Stepper Motor HAT for Raspberry Pi

Got this as a DIY telescope focusser project to add to my raspberry pi 4, used to control my telescope via KStars/EKOS. I'd read previous reviews, so was prepared to put in some effort to set up. I haven't yet managed to rotate my stepper motor via the test programs, I think because a more recent version of bcm2835 than v1.68 is needed. The price is reasonable, delivery was very quick, but documentation could be better. Others seem to question the microstepping functionality, but as I'm using a gearbox, I'll likely be using full step mode anyway. Overall, I'd recommend this product, but it may be a challenge for novices.

Once you get over the poor documentation this board does what it says on the tin. It took me a while to realise that the test.py file on the wave share wiki sit was incorrect, and required the griot pins changing. This board can also be run using the RpiMotorLib which is a little simpler to understand.

This is the Waveshare stepper motor hat. It looks well made, is clearly marked and easy to wire into a project. There are some problems, the documentation linked as a User Manual on the website is in bad English so needs re-writing. In that documentation is mention of an example Python script but that is poor. It would be better to have an easy to find and better documented example of a script on the PiHut website. The current control to the motor is via a potentiometer on the board but little or no detail is provided about how to adjust that, no reference voltage value or points are given as found on other stepper drivers. This is important as some applications require a lower current to make them run smoothly, not every application requires high torque, e.g. photographic rails require smoothness. Having said that, it is good product and is well priced.
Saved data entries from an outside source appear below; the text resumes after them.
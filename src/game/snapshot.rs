//! Read-only player views for presentation layers.

use chrono::NaiveDate;
use serde::{Deserialize, Serialize};

use crate::core::Player;

/// One player as a UI sees it.
///
/// Piece positions are raw tile ids with 0 meaning home (ludo) or the
/// start tile (linear board); the two coincide by construction.
#[derive(Clone, Debug, PartialEq, Eq, Serialize, Deserialize)]
pub struct PlayerSnapshot {
    pub name: String,
    pub token: String,
    pub pieces: Vec<u32>,
    pub is_turn: bool,
    pub birth_date: NaiveDate,
}

impl PlayerSnapshot {
    #[must_use]
    pub fn new(player: &Player, is_turn: bool) -> Self {
        Self {
            name: player.name.clone(),
            token: player.token.as_str().to_string(),
            pieces: player
                .pieces
                .iter()
                .map(|p| p.tile.map_or(0, |t| t.raw()))
                .collect(),
            is_turn,
            birth_date: player.birth_date,
        }
    }
}

#[cfg(test)]
mod tests {
    use super::*;
    use crate::board::TileId;
    use crate::core::{LudoColor, Token};

    #[test]
    fn test_snapshot_encodes_home_as_zero() {
        let date = NaiveDate::from_ymd_opt(1995, 4, 4).unwrap();
        let mut player = Player::new("Cy", Token::from(LudoColor::Green), date, 4);
        player.pieces[1].tile = Some(TileId(27));

        let snapshot = PlayerSnapshot::new(&player, true);
        assert_eq!(snapshot.name, "Cy");
        assert_eq!(snapshot.token, "GREEN");
        assert_eq!(snapshot.pieces, vec![0, 27, 0, 0]);
        assert!(snapshot.is_turn);
        assert_eq!(snapshot.birth_date, date);
    }

    #[test]
    fn test_snapshot_json() {
        let date = NaiveDate::from_ymd_opt(1995, 4, 4).unwrap();
        let player = Player::new("Cy", Token::new("hat"), date, 1);
        let json = serde_json::to_string(&PlayerSnapshot::new(&player, false)).unwrap();
        assert!(json.contains("\"birth_date\":\"1995-04-04\""));
        assert!(json.contains("\"pieces\":[0]"));
    }
}
//! Ludo strategy.

use std::sync::Arc;

use super::GameStrategy;
use crate::board::{LudoPath, MovementGraph, TileId};
use crate::core::{EngineError, GameState, LudoColor, PlayerId, Result, Token};
use crate::rules::{LudoRuleEngine, RuleEngine};

/// Pieces per ludo player.
pub const PIECES_PER_PLAYER: usize = 4;

/// One die, four pieces per player, pieces start at home.
#[derive(Clone, Debug)]
pub struct LudoGameStrategy {
    path: Arc<LudoPath>,
    rules: LudoRuleEngine,
}

impl Default for LudoGameStrategy {
    fn default() -> Self {
        Self::new()
    }
}

impl LudoGameStrategy {
    #[must_use]
    pub fn new() -> Self {
        let path = Arc::new(LudoPath::new());
        let rules = LudoRuleEngine::new(Arc::clone(&path));
        Self { path, rules }
    }

    #[must_use]
    pub fn path(&self) -> &LudoPath {
        &self.path
    }
}

impl GameStrategy for LudoGameStrategy {
    fn rules(&self) -> &dyn RuleEngine {
        &self.rules
    }

    fn graph(&self) -> &dyn MovementGraph {
        &*self.path
    }

    fn pieces_per_player(&self) -> usize {
        PIECES_PER_PLAYER
    }

    fn dice_count(&self) -> usize {
        1
    }

    /// One player per color, at most four.
    fn validate_player(&self, token: &Token, state: &GameState) -> Result<()> {
        let color = token.color().ok_or_else(|| {
            EngineError::InvalidArgument(format!("'{token}' is not a ludo color"))
        })?;
        if state.player_count() >= LudoColor::ALL.len() {
            return Err(EngineError::InvalidArgument(
                "ludo seats at most four players".into(),
            ));
        }
        if state.players().iter().any(|p| p.color() == Some(color)) {
            return Err(EngineError::InvalidArgument(format!(
                "{color} is already taken"
            )));
        }
        Ok(())
    }

    fn resolve_move(
        &self,
        player: PlayerId,
        piece: usize,
        steps: i32,
        state: &GameState,
    ) -> Result<Option<TileId>> {
        let seated = state
            .player(player)
            .ok_or_else(|| EngineError::InvalidArgument(format!("{player} is not seated")))?;
        if piece >= seated.piece_count() {
            return Err(EngineError::InvalidArgument(format!(
                "piece {piece} out of range, {player} has {}",
                seated.piece_count()
            )));
        }
        let color = seated.color().ok_or_else(|| {
            EngineError::InvalidArgument(format!("{player} has no ludo color"))
        })?;

        let current = seated.piece_tile(piece);
        if current.is_some_and(|tile| self.path.is_end(tile)) {
            return Ok(None);
        }

        let destination = self.path.next_tile(current, steps, color)?;
        Ok(destination.filter(|&tile| Some(tile) != current))
    }
}

#[cfg(test)]
mod tests {
    use super::*;
    use crate::board::lane;
    use crate::core::{Player, Roll};
    use chrono::NaiveDate;

    fn setup(colors: &[LudoColor]) -> (LudoGameStrategy, GameState) {
        let strategy = LudoGameStrategy::new();
        let mut state = GameState::new();
        let date = NaiveDate::from_ymd_opt(1999, 12, 31).unwrap();
        for color in colors {
            let token = Token::from(*color);
            strategy.validate_player(&token, &state).unwrap();
            state.push_player(Player::new(color.name(), token, date, PIECES_PER_PLAYER));
        }
        strategy.initialize_game(&mut state);
        (strategy, state)
    }

    #[test]
    fn test_initialize_puts_pieces_home() {
        let (_, state) = setup(&[LudoColor::Blue, LudoColor::Red]);
        for player in state.players() {
            assert_eq!(player.piece_count(), 4);
            assert!(player.pieces.iter().all(|p| p.is_home()));
        }
    }

    #[test]
    fn test_home_needs_six() {
        let (strategy, mut state) = setup(&[LudoColor::Blue, LudoColor::Red, LudoColor::Green, LudoColor::Yellow]);
        for (seat, entry) in [1, 14, 27, 40].into_iter().enumerate() {
            let player = PlayerId(seat as u8);
            assert_eq!(strategy.move_piece(player, 0, 5, &mut state).unwrap(), None);
            assert!(state.players()[seat].pieces[0].is_home());

            assert_eq!(
                strategy.move_piece(player, 0, 6, &mut state).unwrap(),
                Some(TileId(entry))
            );
            assert_eq!(state.players()[seat].piece_tile(0), Some(TileId(entry)));
        }
    }

    #[test]
    fn test_piece_index_validated() {
        let (strategy, mut state) = setup(&[LudoColor::Blue]);
        assert!(matches!(
            strategy.move_piece(PlayerId(0), 4, 6, &mut state),
            Err(EngineError::InvalidArgument(_))
        ));
        assert!(!strategy.can_move(PlayerId(0), 4, 6, &state));
    }

    #[test]
    fn test_finished_piece_stays() {
        let (strategy, mut state) = setup(&[LudoColor::Yellow]);
        let final_goal = lane(LudoColor::Yellow).final_goal;
        state.set_piece_tile(PlayerId(0), 2, Some(final_goal));
        assert_eq!(strategy.move_piece(PlayerId(0), 2, 3, &mut state).unwrap(), None);
        assert!(!strategy.can_move(PlayerId(0), 2, 6, &state));
    }

    #[test]
    fn test_zero_steps_goes_nowhere() {
        let (strategy, mut state) = setup(&[LudoColor::Blue]);
        state.set_piece_tile(PlayerId(0), 0, Some(TileId(7)));
        assert_eq!(strategy.move_piece(PlayerId(0), 0, 0, &mut state).unwrap(), None);
    }

    #[test]
    fn test_validate_player_roster_rules() {
        let (strategy, state) = setup(&[LudoColor::Blue, LudoColor::Red]);
        assert!(strategy.validate_player(&Token::new("green"), &state).is_ok());
        assert!(strategy.validate_player(&Token::new("BLUE"), &state).is_err());
        assert!(strategy.validate_player(&Token::new("hat"), &state).is_err());

        let (strategy, full) = setup(&LudoColor::ALL);
        assert!(strategy.validate_player(&Token::new("red"), &full).is_err());
    }

    #[test]
    fn test_extra_turn_on_six() {
        let (strategy, state) = setup(&[LudoColor::Blue]);
        assert!(strategy.process_dice_roll(PlayerId(0), &Roll::new(&[6]), &state));
        assert!(!strategy.process_dice_roll(PlayerId(0), &Roll::new(&[4]), &state));
    }
}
The waveshare stepper motor shield was an easy install and the option to run it and the Pi on 12v was a great bonus. The multiple connections for the motors make testing and running simple too.

Very good. Lots of options to add different types of motors.

Does exactly what it says on the tin. I was able to control two stepper motors flawlessly with this device. Installing all the supporting software could have been a bit more straightforward as I had to duck & dive a bit to find & load all the right stuff for it but once that was done it was a star.

The usual prompt delivery from PiHut. Bought this board to drive the focus knob on a remoted astro-telescope. The board works very well and has the advantage of a very useful wide input range switching regulator that can also drive the Pi. The software examples are very basic but provide a good starting point if you know what you're doing. Given I need to run my project on a battery I've found a set back. Whether by feature or faux-pas the current motor design energies the motors the moment the external power is applied and the motors heat up very quickly at the expenses of the battery and before the PI has got a grip. TIP: ensure the motor current limit pots are set minimum before you first start. This motor-ON state persists until the Pi is fully booted AND the controlling program starts, configures the GPIO and acquires the motor drive. SUGGEST the first thing to do is call motor_STOP to de-energise the motors before attempting anything else. Turns out the motor drive chip default is to set the drive ON by internal pull-down resistors. Doh! On shutdown the GPIO pins immediately float bringing the motor(s) back on and the motor drive returns meaning the external power has to be removed soonest to save the batteries. Similarly, if the useful on-board 5v switch is set to off only the Pi looses power bringing the motor(s) on (again). This switch is very useful if the Pi is powered independently. Have added two 3.3K resistors from the motor driver chip's enable GPIO pins and up the Pi's 3.3v. This solves my problem as long as the Pi is powered. A better solution would be to connect to the driver's on-chip 3.3v output pin but the small surface mount layout makes this very difficult. My resistors are soldered across the board's 40pin interface connector but a better way would be on a retro fitted piggy back connector. The board design also allows software drive to the micro-stepping selection but at the cost of loosing eight GPIO lines. However, removing some resistors could easily resolve this one. The current board design would benefit from a revision to allow either motors-ON from applied power OR when the user's program is running and has a grip of things. Yep! Would buy this board again.